» Task objective
Work through the records below and copy every line that includes "Hash".

Data records

━━━━━━━━━━━━━━━━━━━━

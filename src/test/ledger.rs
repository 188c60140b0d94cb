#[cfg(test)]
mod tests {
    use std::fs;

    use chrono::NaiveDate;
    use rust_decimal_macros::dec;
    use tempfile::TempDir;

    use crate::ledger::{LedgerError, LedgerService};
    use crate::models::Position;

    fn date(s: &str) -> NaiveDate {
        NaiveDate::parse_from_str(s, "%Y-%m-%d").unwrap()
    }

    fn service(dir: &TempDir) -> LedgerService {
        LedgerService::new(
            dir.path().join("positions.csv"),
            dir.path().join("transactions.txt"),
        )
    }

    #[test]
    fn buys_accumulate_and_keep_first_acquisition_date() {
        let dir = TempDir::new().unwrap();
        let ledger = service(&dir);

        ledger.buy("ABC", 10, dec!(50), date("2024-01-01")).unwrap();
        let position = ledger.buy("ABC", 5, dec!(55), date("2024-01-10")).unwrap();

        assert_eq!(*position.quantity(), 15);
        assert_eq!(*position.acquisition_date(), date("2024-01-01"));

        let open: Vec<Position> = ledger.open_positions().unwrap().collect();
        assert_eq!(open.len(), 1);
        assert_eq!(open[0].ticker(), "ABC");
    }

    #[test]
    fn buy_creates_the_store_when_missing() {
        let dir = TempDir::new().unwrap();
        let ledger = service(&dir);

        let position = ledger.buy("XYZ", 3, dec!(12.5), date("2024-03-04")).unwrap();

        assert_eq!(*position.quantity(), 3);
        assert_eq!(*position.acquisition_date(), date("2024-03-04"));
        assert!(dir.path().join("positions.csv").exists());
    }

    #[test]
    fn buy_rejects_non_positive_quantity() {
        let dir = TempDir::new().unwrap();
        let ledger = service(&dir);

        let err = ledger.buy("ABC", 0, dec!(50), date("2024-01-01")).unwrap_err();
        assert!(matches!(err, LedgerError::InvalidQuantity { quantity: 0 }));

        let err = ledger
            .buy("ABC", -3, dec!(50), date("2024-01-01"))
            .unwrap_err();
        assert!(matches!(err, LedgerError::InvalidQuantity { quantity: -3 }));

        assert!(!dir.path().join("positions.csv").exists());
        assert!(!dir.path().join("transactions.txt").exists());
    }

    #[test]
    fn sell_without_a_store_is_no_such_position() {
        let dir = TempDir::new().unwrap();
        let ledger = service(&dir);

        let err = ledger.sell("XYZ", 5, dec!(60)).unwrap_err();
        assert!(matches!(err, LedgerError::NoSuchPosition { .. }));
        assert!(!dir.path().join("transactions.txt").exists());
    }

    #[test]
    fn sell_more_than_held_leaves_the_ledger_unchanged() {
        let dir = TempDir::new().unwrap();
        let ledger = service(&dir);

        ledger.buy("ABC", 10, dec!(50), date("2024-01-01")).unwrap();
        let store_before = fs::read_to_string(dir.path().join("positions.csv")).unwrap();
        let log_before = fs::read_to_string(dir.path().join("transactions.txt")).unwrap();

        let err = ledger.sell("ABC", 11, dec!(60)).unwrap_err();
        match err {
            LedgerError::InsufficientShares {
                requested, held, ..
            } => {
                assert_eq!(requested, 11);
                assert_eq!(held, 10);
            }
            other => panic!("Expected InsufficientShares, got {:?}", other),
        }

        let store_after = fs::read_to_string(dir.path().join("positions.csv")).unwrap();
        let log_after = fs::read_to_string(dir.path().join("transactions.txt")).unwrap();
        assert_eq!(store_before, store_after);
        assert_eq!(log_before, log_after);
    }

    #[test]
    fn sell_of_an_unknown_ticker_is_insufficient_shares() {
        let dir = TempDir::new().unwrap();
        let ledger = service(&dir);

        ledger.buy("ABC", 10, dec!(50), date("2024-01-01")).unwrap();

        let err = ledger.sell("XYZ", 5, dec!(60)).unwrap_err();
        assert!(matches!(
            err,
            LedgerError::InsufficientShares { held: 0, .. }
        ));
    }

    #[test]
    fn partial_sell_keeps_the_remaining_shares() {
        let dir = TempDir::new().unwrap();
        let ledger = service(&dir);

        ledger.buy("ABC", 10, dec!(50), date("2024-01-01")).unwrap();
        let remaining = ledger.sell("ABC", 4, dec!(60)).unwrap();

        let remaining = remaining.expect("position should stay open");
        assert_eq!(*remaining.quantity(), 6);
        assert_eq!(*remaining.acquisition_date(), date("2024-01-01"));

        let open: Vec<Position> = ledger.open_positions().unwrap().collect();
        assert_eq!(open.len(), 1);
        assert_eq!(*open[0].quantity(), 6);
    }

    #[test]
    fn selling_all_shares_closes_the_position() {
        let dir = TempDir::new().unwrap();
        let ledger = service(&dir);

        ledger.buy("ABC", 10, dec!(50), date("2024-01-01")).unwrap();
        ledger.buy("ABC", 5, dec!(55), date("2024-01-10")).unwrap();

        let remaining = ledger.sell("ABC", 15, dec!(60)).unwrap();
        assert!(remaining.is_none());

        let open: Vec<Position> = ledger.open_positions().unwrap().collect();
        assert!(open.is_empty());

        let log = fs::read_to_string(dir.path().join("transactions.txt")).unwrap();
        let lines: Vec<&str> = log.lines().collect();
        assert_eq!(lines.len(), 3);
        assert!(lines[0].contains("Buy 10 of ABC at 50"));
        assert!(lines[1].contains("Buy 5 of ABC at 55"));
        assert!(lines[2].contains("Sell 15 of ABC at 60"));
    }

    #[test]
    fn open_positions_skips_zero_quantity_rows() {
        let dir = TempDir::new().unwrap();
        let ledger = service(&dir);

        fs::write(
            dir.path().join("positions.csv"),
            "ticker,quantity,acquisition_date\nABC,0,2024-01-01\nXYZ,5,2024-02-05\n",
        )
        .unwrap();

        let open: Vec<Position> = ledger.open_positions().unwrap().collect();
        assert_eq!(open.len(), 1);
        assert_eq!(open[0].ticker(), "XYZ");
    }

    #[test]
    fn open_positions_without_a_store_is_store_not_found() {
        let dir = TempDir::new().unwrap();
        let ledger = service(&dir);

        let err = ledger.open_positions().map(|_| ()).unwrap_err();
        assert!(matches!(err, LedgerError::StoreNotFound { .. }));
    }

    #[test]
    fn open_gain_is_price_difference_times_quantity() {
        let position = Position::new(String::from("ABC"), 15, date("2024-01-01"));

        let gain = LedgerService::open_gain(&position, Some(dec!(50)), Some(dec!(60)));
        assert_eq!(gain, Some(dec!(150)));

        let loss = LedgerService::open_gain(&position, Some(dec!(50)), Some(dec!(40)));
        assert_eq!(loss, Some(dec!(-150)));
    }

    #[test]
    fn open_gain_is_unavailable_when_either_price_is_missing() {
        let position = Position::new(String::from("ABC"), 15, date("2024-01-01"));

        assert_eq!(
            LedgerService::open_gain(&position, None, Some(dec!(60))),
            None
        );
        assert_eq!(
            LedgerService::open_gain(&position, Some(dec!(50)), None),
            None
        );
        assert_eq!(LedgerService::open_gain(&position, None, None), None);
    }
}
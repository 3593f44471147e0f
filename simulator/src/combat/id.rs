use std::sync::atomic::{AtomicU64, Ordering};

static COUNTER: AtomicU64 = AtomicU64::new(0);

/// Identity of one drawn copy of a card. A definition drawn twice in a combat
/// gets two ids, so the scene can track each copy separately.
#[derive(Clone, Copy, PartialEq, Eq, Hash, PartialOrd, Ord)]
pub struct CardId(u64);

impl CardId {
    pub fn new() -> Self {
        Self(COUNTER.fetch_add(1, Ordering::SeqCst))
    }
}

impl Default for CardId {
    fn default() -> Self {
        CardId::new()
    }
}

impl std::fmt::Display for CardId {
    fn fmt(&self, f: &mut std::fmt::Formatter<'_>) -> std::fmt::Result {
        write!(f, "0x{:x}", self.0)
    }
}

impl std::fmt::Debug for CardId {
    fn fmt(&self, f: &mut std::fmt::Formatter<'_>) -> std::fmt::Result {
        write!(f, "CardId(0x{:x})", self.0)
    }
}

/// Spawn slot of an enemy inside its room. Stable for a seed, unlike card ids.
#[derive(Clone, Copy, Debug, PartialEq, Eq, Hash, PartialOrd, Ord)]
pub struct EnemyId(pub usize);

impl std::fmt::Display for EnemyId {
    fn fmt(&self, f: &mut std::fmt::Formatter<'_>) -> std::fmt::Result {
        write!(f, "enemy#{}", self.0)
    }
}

━━━━━━━━━━━━━━━━━━━━

» Answer below
#[derive(Clone, Copy, PartialEq, Eq, Hash, PartialOrd, Ord)]
#[derive(Clone, Copy, Debug, PartialEq, Eq, Hash, PartialOrd, Ord)]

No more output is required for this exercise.